Grace Paley: That’s what we’d all rather do, isn’t it?
Markson household anecdote for you, circa whenever she used to spend a week with us, while a client of Elaine’s:
Angela Carter never bathed!
Lissen, OK, finally, I’ll tell you. It’s Anaïs Nin.
Love again—
D.
93 Of Wittgenstein’s Mistress.
94 The Strand Bookstore, a treasured NYC institution, opened in 1927, the year of David’s birth. Located at 12th Street and Broadway, it was one of David’s favorite haunts. He sold many books there through the years, and when he died, his library ended up there. One of his fans, Tyler Malone, started a tumblr called “Reading Markson Reading” after David’s death. He posts the marginalia found in David’s books that Malone and others have retrieved from the Strand.
Simsy, my love—
Okay, I’ll tell you. It’s Hillary. She’s told Bill, and understanding the depths of her passion he’s willing to step aside. And of course she’ll forgo a run for the presidency.
But don’t tell a soul.
What the hell is a “young adult novel”? 95Don’t waste your writing time on trivia, dammit.
Says David — whose two old private eye books will be reissued in a couple of months.
Meantime I love, love, love, your “poet” business card. 96I would show it to everybody — if I ever saw anybody, any longer. Even had to cancel lunch with my editor, Trish Hoard (of Shoemaker and…) last week, because of awrful arthritis. I’ll bet I haven’t ever gotten around to mentioning my arthritis — just one more of the 97658 subdivisions of the “sick” in “old, tired, sick, etc.”
I wish I had some news. Basically just going nuts, trying to concoct a new novel different from what I’ve been doing, getting nowhere — which is to say, doing nothing. Forcing myself to read some of the allegedly “great” novels I’ve let go past in recent years — Saramago, Sebald, etc., and being bored by all of same. Though Joanna Scott does do loverly prose.
It’s not Hillary. It’s Beyoncé. Who is Beyoncé?
Re that cartoon I sent 97—I passed it around a writing class or two — telling them that if they did write, they should be careful whom they marry.
Anyway. Forgive the draggy lack of energy. Not just old, tired, sick, it’s old, tired sick, DULL.
But I do send much love—
David
95 I must have told him I was thinking about writing a young adult novel while in Japan.

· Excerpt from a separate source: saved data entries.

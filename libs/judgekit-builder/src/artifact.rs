/// Artifact Store - Typed Bag Threaded Through One Pipeline Run
///
/// **Core Responsibility:**
/// Hold at most one value per artifact type while build steps run.
///
/// **Critical Properties:**
/// - Keyed by type: `Vec<T>` is a different artifact than `T`
/// - `add` replaces any prior value of exactly that type
/// - `require` fails loudly; a missing artifact is a step-ordering bug
/// - `get` is for optional artifacts (e.g. an external library)
/// - Owned by a single run; dropping the store releases its resources
///   (temporary directories are artifacts too)

use crate::error::PipelineError;
use std::any::{type_name, Any, TypeId};
use std::collections::HashMap;
use std::fmt;
use std::hash::{Hash, Hasher};

/// Type-level key of an artifact, used by steps to declare their inputs
/// and outputs.
#[derive(Debug, Clone, Copy)]
pub struct ArtifactKind {
    id: TypeId,
    name: &'static str,
}

impl ArtifactKind {
    pub fn of<T: 'static>() -> Self {
        Self {
            id: TypeId::of::<T>(),
            name: type_name::<T>(),
        }
    }

    pub fn name(&self) -> &'static str {
        self.name
    }
}

impl PartialEq for ArtifactKind {
    fn eq(&self, other: &Self) -> bool {
        self.id == other.id
    }
}

impl Eq for ArtifactKind {}

impl Hash for ArtifactKind {
    fn hash<H: Hasher>(&self, state: &mut H) {
        self.id.hash(state);
    }
}

impl fmt::Display for ArtifactKind {
    fn fmt(&self, f: &mut fmt::Formatter<'_>) -> fmt::Result {
        f.write_str(self.name)
    }
}

struct Entry {
    name: &'static str,
    value: Box<dyn Any + Send + Sync>,
}

#[derive(Default)]
pub struct ArtifactStore {
    artifacts: HashMap<TypeId, Entry>,
}

impl ArtifactStore {
    pub fn new() -> Self {
        Self::default()
    }

    /// Store `value` under its type, returning the value it replaced.
    pub fn add<T: Send + Sync + 'static>(&mut self, value: T) -> Option<T> {
        let previous = self.artifacts.insert(
            TypeId::of::<T>(),
            Entry {
                name: type_name::<T>(),
                value: Box::new(value),
            },
        )?;
        previous.value.downcast::<T>().ok().map(|boxed| *boxed)
    }

    pub fn get<T: 'static>(&self) -> Option<&T> {
        self.artifacts
            .get(&TypeId::of::<T>())
            .and_then(|entry| entry.value.downcast_ref::<T>())
    }

    pub fn get_mut<T: 'static>(&mut self) -> Option<&mut T> {
        self.artifacts
            .get_mut(&TypeId::of::<T>())
            .and_then(|entry| entry.value.downcast_mut::<T>())
    }

    /// Fetch an artifact that `step` cannot run without.
    pub fn require<T: 'static>(&self, step: &'static str) -> Result<&T, PipelineError> {
        self.get::<T>().ok_or(PipelineError::MissingArtifact {
            step,
            artifact: type_name::<T>(),
        })
    }

    pub fn require_mut<T: 'static>(&mut self, step: &'static str) -> Result<&mut T, PipelineError> {
        self.get_mut::<T>().ok_or(PipelineError::MissingArtifact {
            step,
            artifact: type_name::<T>(),
        })
    }

    pub fn take<T: 'static>(&mut self) -> Option<T> {
        let entry = self.artifacts.remove(&TypeId::of::<T>())?;
        entry.value.downcast::<T>().ok().map(|boxed| *boxed)
    }

    pub fn contains<T: 'static>(&self) -> bool {
        self.artifacts.contains_key(&TypeId::of::<T>())
    }

    pub fn len(&self) -> usize {
        self.artifacts.len()
    }

    pub fn is_empty(&self) -> bool {
        self.artifacts.is_empty()
    }
}

impl fmt::Debug for ArtifactStore {
    fn fmt(&self, f: &mut fmt::Formatter<'_>) -> fmt::Result {
        let mut names: Vec<&str> = self.artifacts.values().map(|e| e.name).collect();
        names.sort_unstable();
        f.debug_struct("ArtifactStore").field("artifacts", &names).finish()
    }
}
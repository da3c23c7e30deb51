pub mod artifact;
pub mod error;
pub mod evaluator;
pub mod metrics;
pub mod pool;
pub mod sandbox;
pub mod step;
pub mod steps;
pub mod task_manager;
pub mod tester;


#[cfg(test)]
pub(crate) mod test_support {
    use crate::sandbox::SandboxedExecutor;
    use crate::step::BuildContext;
    use judgekit_common::config::BuilderConfig;
    use judgekit_common::types::SubmissionId;
    use std::sync::Arc;

    /// Context with the sandbox disabled, so tests run without seccomp.
    pub fn context() -> BuildContext {
        context_with(BuilderConfig {
            sandbox_enabled: false,
            ..BuilderConfig::default()
        })
    }

    pub fn context_with(config: BuilderConfig) -> BuildContext {
        let config = Arc::new(config);
        let executor = Arc::new(SandboxedExecutor::new(Arc::clone(&config)));
        BuildContext::new(SubmissionId::new(), config, executor)
    }
}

96 The Japan-US Friendship Commission issued me a box of meishi , business cards with English on one side and Japanese on the other, to use during the duration of the fellowship. They read: “Laura Sims, Poet,” and listed my Tokyo address. I’d sent one to David.
97 From The New Yorker , it shows a man and woman on a porch; he’s seated at a typewriter and she’s handing him a sandwich, and saying, “I’ve got an idea for a story: Gus and Ethel live on Long Island, on the North Shore. He works sixteen hours a day writing fiction. Ethel never goes out, never does anything except fix Gus sandwiches, and in the end she becomes a nympho-lesbo-killer-whore. Here’s your sandwich.”
Simso—
Okay, I’ll finally tell you the absolute, categorical, unadulterated truth. It’s Ellen DeGeneres. She’s not gay. She’s been faking that, so it won’t spoil her image when she’s seen ducking in and out of my building.
Speaking of in & out of my building, Edie Falco lived here for years, and I had no idea who she was, never having seen The Sopranos. (Or maybe it was before The Sopranos.)
Forgive the cruddy paper, by the way. (Though at least there ain’t no cutesy little pink animals on it!)